DoiT Cloud Intelligence™

Elastic Kubernetes Service (EKS) Cluster Auto DR Region Failover using Route 53

By Piyush PatilDec 15, 20236 min read
Elastic Kubernetes Service (EKS) Cluster Auto DR Region Failover using Route 53

In this article I will demonstrate how to setup an automatic failover for a EKS cluster to your disaster recovery (DR) region. Quick introduction for EKS and Route 53 as follows.

Amazon Elastic Kubernetes Service (EKS) is a fully managed service that allows you to run Kubernetes on AWS without having to install, operate, or maintain your own Kubernetes control plane or worker nodes. With EKS, you can leverage the power and flexibility of Kubernetes to deploy, manage, and scale your containerized applications across multiple AWS availability zones. EKS also integrates with many AWS services and features, such as IAM, VPC, CloudWatch, CloudFormation, and more, to provide a secure, reliable, and scalable Kubernetes platform.

Amazon Route 53 is a cloud-based DNS service that helps you to connect your users to your web applications and resources on AWS and the internet. Route 53 offers high availability, scalability, performance, and security for your DNS queries and responses. Route 53 also supports advanced features, such as health checks, traffic management, domain name registration, and DNSSEC. Route 53 can work with other AWS services, such as Elastic Load Balancing, CloudFront, S3, and more, to route your users to the optimal endpoint for your application.

In this article I will be launching two EKS clusters one in US-EAST-1 (Prod Region) and US-WEST-2 (DR Region). I using a custom domain for the production cluster thru Route 53. Then I will run a number 2048 game on both clusters and demonstrate the auto failover offered by Route 53 by introducing failures in production cluster.
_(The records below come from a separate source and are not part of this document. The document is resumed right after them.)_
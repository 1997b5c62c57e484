//! turn one [`Extraction`] into the output formats

use std::{io, path::PathBuf};

use thiserror::Error;

use crate::extract::Extraction;

pub mod deck;
pub mod si;
pub mod xyz;

#[cfg(test)]
mod tests;

pub use deck::{Deck, DeckParams};
pub use si::SupInfo;
pub use xyz::Xyz;

/// one output format fed by an [`Extraction`]
pub trait Render {
    /// write this format's output for `res`, returning the path written.
    /// an extraction without a geometry is skipped with a notice and
    /// `Ok(None)`; nothing is created or modified for it
    fn render(&self, res: &Extraction) -> Result<Option<PathBuf>, RenderError>;
}

/// an output file could not be created or written
#[derive(Debug, Error)]
#[error("cannot write {}: {source}", .path.display())]
pub struct RenderError {
    pub path: PathBuf,
    pub source: io::Error,
}
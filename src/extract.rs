//! the core extractor: pull the last geometry and its metadata out of one
//! Gaussian log file

use std::{
    fs::read_to_string,
    path::{Path, PathBuf},
    sync::OnceLock,
};

use log::warn;
use regex::Regex;
use serde::{Deserialize, Serialize};
use thiserror::Error;

use crate::{atom::Atom, elements::ElementMap};


static MARKERS: OnceLock<[Regex; 3]> = OnceLock::new();

/// the three line markers recognized in a log file, in scan order:
/// atom count, charge line, geometry block
fn markers() -> &'static [Regex; 3] {
    MARKERS.get_or_init(|| {
        [
            Regex::new("NAtoms").unwrap(),
            Regex::new("Charge =").unwrap(),
            Regex::new("Standard orientation:").unwrap(),
        ]
    })
}

/// split-field positions on each marker line. the log's token layouts are
/// fixed, so these indices are the whole parsing grammar
mod field {
    /// `NAtoms=  <n> ...`: the count follows the marker token
    pub const NATOMS: usize = 1;
    /// `Charge =  <c> Multiplicity = <m>`
    pub const CHARGE: usize = 2;
    pub const MULT: usize = 5;
    /// geometry row: `<center> <atomic number> <type> <x> <y> <z>`
    pub const NUMBER: usize = 1;
    pub const X: usize = 3;
    pub const Y: usize = 4;
    pub const Z: usize = 5;
}

/// lines between the geometry marker and the first data row: a separator,
/// two column-label lines, and another separator
const GEOM_HEADER: usize = 4;

/// which table columns supply the coordinates of a geometry row
#[derive(Debug, Clone, Copy, PartialEq, Eq, Default)]
pub enum CoordMode {
    /// x, y, and z all repeat the X column. kept as the default so
    /// existing output stays reproducible
    #[default]
    Shared,
    /// x, y, and z each read their own column
    Split,
}

/// everything pulled from one log file, ready for the renderers
#[derive(Debug, Clone, PartialEq, Eq, Serialize, Deserialize)]
pub struct Extraction {
    /// the log file this came from. renderers derive their output paths
    /// from it
    pub path: PathBuf,
    /// the filename stem, used to label provenance lines and outputs
    pub label: String,
    pub charge: isize,
    pub multiplicity: usize,
    /// the last geometry in the file, or `None` when the log had nothing
    /// usable. when present, its length equals the declared atom count
    pub geom: Option<Vec<Atom>>,
}

#[derive(Debug, Error, PartialEq, Eq)]
pub enum ExtractError {
    /// the file is missing or unreadable
    #[error("cannot read {}: {reason}", .path.display())]
    InputNotFound { path: PathBuf, reason: String },

    /// the path has no UTF-8 filename stem to label outputs with
    #[error("cannot derive a label from {}", .path.display())]
    BadFilename { path: PathBuf },

    /// no parseable `NAtoms` declaration
    #[error("no atom count (NAtoms) found in {0}")]
    MissingAtomCount(String),

    /// no parseable charge and multiplicity line
    #[error("no charge line (Charge =) in {0}, assuming charge 0 and multiplicity 1")]
    MissingCharge(String),

    /// no geometry block, or the last one is cut off or too short
    #[error("no usable geometry block (Standard orientation:) in {0}")]
    NoGeometryBlock(String),

    /// an atomic number with no entry in the element table. a hard error
    /// so no output is ever written with a guessed symbol
    #[error("atomic number {number} in {file} is not in the element table")]
    UnknownElement { file: String, number: String },
}

/// extract the label, charge and multiplicity, and last geometry from the
/// log file at `path`.
///
/// missing pieces degrade instead of failing: a missing charge line falls
/// back to charge 0 and multiplicity 1, and a missing atom count or
/// geometry block yields `geom: None` so the renderers can skip the file.
/// only conditions that make the file unusable, or that would corrupt its
/// output, come back as `Err`
pub fn extract(
    path: &Path,
    elements: &ElementMap,
    mode: CoordMode,
) -> Result<Extraction, ExtractError> {
    let contents =
        read_to_string(path).map_err(|e| ExtractError::InputNotFound {
            path: path.to_path_buf(),
            reason: e.to_string(),
        })?;
    let label = match path.file_stem().and_then(|s| s.to_str()) {
        Some(stem) if !stem.is_empty() => stem.to_string(),
        _ => {
            return Err(ExtractError::BadFilename {
                path: path.to_path_buf(),
            })
        }
    };
    let lines: Vec<&str> = contents.lines().collect();

    let natoms = match atom_count(&lines, &label) {
        Ok(n) => n,
        Err(e) => {
            // without a count we can't size the table, so there is no
            // point looking for the charge either
            warn!("{e}");
            return Ok(Extraction {
                path: path.to_path_buf(),
                label,
                charge: 0,
                multiplicity: 1,
                geom: None,
            });
        }
    };

    let (charge, multiplicity) = match charge_mult(&lines) {
        Some(got) => got,
        None => {
            warn!("{}", ExtractError::MissingCharge(label.clone()));
            (0, 1)
        }
    };

    let geom = match last_geometry(&lines, natoms, elements, mode, &label) {
        Ok(atoms) => Some(atoms),
        Err(e @ ExtractError::NoGeometryBlock(_)) => {
            warn!("{e}");
            None
        }
        Err(e) => return Err(e),
    };

    Ok(Extraction {
        path: path.to_path_buf(),
        label,
        charge,
        multiplicity,
        geom,
    })
}

/// the declared atom count from the first `NAtoms` line
fn atom_count(lines: &[&str], label: &str) -> Result<usize, ExtractError> {
    let [natoms, _, _] = markers();
    lines
        .iter()
        .find(|line| natoms.is_match(line))
        .and_then(|line| line.split_whitespace().nth(field::NATOMS))
        .and_then(|s| s.parse().ok())
        .ok_or_else(|| ExtractError::MissingAtomCount(label.to_string()))
}

/// charge and multiplicity from the first `Charge =` line, or `None` when
/// the line is absent or malformed
fn charge_mult(lines: &[&str]) -> Option<(isize, usize)> {
    let [_, charge, _] = markers();
    let sp: Vec<&str> = lines
        .iter()
        .find(|line| charge.is_match(line))?
        .split_whitespace()
        .collect();
    let charge = sp.get(field::CHARGE)?.parse().ok()?;
    let mult = sp.get(field::MULT)?.parse().ok()?;
    Some((charge, mult))
}

/// parse the last geometry block in the file into exactly `natoms` atoms.
/// earlier blocks are intermediate steps and are ignored
fn last_geometry(
    lines: &[&str],
    natoms: usize,
    elements: &ElementMap,
    mode: CoordMode,
    label: &str,
) -> Result<Vec<Atom>, ExtractError> {
    let [_, _, geom] = markers();
    let start = lines
        .iter()
        .rposition(|line| geom.is_match(line))
        .map(|idx| idx + 1 + GEOM_HEADER)
        .ok_or_else(|| ExtractError::NoGeometryBlock(label.to_string()))?;
    let rows = start
        .checked_add(natoms)
        .and_then(|end| lines.get(start..end))
        .ok_or_else(|| ExtractError::NoGeometryBlock(label.to_string()))?;

    let (fx, fy, fz) = match mode {
        CoordMode::Shared => (field::X, field::X, field::X),
        CoordMode::Split => (field::X, field::Y, field::Z),
    };
    let mut atoms = Vec::with_capacity(natoms);
    for row in rows {
        let sp: Vec<&str> = row.split_whitespace().collect();
        let (Some(number), Some(x), Some(y), Some(z)) = (
            sp.get(field::NUMBER).copied(),
            sp.get(fx).copied(),
            sp.get(fy).copied(),
            sp.get(fz).copied(),
        ) else {
            // a row too short to split this far means the count ran into
            // the table footer
            return Err(ExtractError::NoGeometryBlock(label.to_string()));
        };
        let symbol = number
            .parse()
            .ok()
            .and_then(|n: usize| elements.get(n))
            .ok_or_else(|| ExtractError::UnknownElement {
                file: label.to_string(),
                number: number.to_string(),
            })?;
        atoms.push(Atom::new(symbol, x, y, z));
    }
    Ok(atoms)
}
There are multiple ways like AWS Console, Terraform, Cloud Formation etc. to launch a EKS cluster, but I will use AWS console to keep it simple for better understanding for everyone. Below is a conceptual architecture diagram.

Conceptual Architecture

**Step 1: Create an EKS cluster**

I am going to show steps to launch the game in prod region us-east-1 and I have similar setup available in the us-west-2.
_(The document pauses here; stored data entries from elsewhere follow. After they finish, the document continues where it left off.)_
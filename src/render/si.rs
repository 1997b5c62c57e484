use std::{
    fmt::Write as _,
    fs::OpenOptions,
    io::Write as _,
    path::{Path, PathBuf},
};

use log::info;

use crate::{atom::Atom, extract::Extraction};

use super::{Render, RenderError};

/// name of the shared summary file
pub const SI_FILE: &str = "all_geom_coord.txt";

/// appends one LaTeX-style block per input to a shared summary file, ready
/// to paste into a supporting information table.
///
/// the summary is rooted in the directory given to [`SupInfo::new`]; the
/// command line passes its work directory, not the directory the process
/// was started from, so a batch keeps its outputs together even when run
/// from elsewhere
#[derive(Debug, Clone, PartialEq, Eq)]
pub struct SupInfo {
    /// the accumulator. appended to across runs, never truncated
    pub path: PathBuf,
}

impl SupInfo {
    pub fn new(dir: &Path) -> Self {
        Self {
            path: dir.join(SI_FILE),
        }
    }
}

impl Render for SupInfo {
    fn render(&self, res: &Extraction) -> Result<Option<PathBuf>, RenderError> {
        let Some(geom) = &res.geom else {
            info!(
                "no coordinates to process for {}, skipping summary",
                res.label
            );
            return Ok(None);
        };
        // `~` holds the columns apart and `\\` breaks the line in LaTeX
        let mut block = String::new();
        writeln!(block, r"{} \\", geom.len()).unwrap();
        writeln!(block, r"System \\").unwrap();
        for Atom { element, x, y, z } in geom {
            writeln!(block, r"{element} ~ {x} ~ {y} ~ {z} \\").unwrap();
        }
        writeln!(block, r"\\").unwrap();
        writeln!(block).unwrap();
        // the whole block goes down in a single write
        let mut file = OpenOptions::new()
            .append(true)
            .create(true)
            .open(&self.path)
            .map_err(|source| RenderError {
                path: self.path.clone(),
                source,
            })?;
        file.write_all(block.as_bytes())
            .map_err(|source| RenderError {
                path: self.path.clone(),
                source,
            })?;
        Ok(Some(self.path.clone()))
    }
}
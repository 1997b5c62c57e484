use std::{fmt::Write as _, fs::File, io::Write as _, path::PathBuf};

use log::info;

use crate::extract::Extraction;

use super::{Render, RenderError};

/// writes `<label>.xyz` next to the input: the atom count, a provenance
/// comment, then one row per atom
#[derive(Debug, Clone, Copy, Default)]
pub struct Xyz;

impl Render for Xyz {
    fn render(&self, res: &Extraction) -> Result<Option<PathBuf>, RenderError> {
        let Some(geom) = &res.geom else {
            info!("no coordinates to process for {}, skipping xyz", res.label);
            return Ok(None);
        };
        let mut body = String::new();
        writeln!(body, "{}", geom.len()).unwrap();
        writeln!(body, "Coordinates extracted from {}", res.label).unwrap();
        for atom in geom {
            writeln!(body, "{atom}").unwrap();
        }
        let path = res.path.with_extension("xyz");
        let mut file = File::create(&path).map_err(|source| RenderError {
            path: path.clone(),
            source,
        })?;
        write!(file, "{body}").map_err(|source| RenderError {
            path: path.clone(),
            source,
        })?;
        Ok(Some(path))
    }
}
Name: eks-blog-production-us-east-1

Kubernetes Version: 1.25

Cluster Service Role: You need to create a role “ eksClusterRole” and make sure it has this 3 policies attached to it. AmazonEKSWorkerNodePolicy, AmazonEC2ContainerRegistryReadOnly and AmazonEKS_CNI_Policy.

eksClusterRole

Select default VPC, Choose 2 or 3 subnets

Select a security group which has a ports 22, 80, 8080

Set Cluster endpoint access: public

Full Cluster Detail Before Launch

Step 2: Add Node Groups to our cluster

Open the cluster > Compute > Add NodeGrp

Name: eks-blog-production-eks-nodegrp-1

Cluster Service Role: You need to create a role “ eksNodeRole” and make sure it has this 3 policies attached to it. AmazonEKSWorkerNodePolicy, AmazonEC2ContainerRegistryReadOnly and AmazonEKS_CNI_Policy.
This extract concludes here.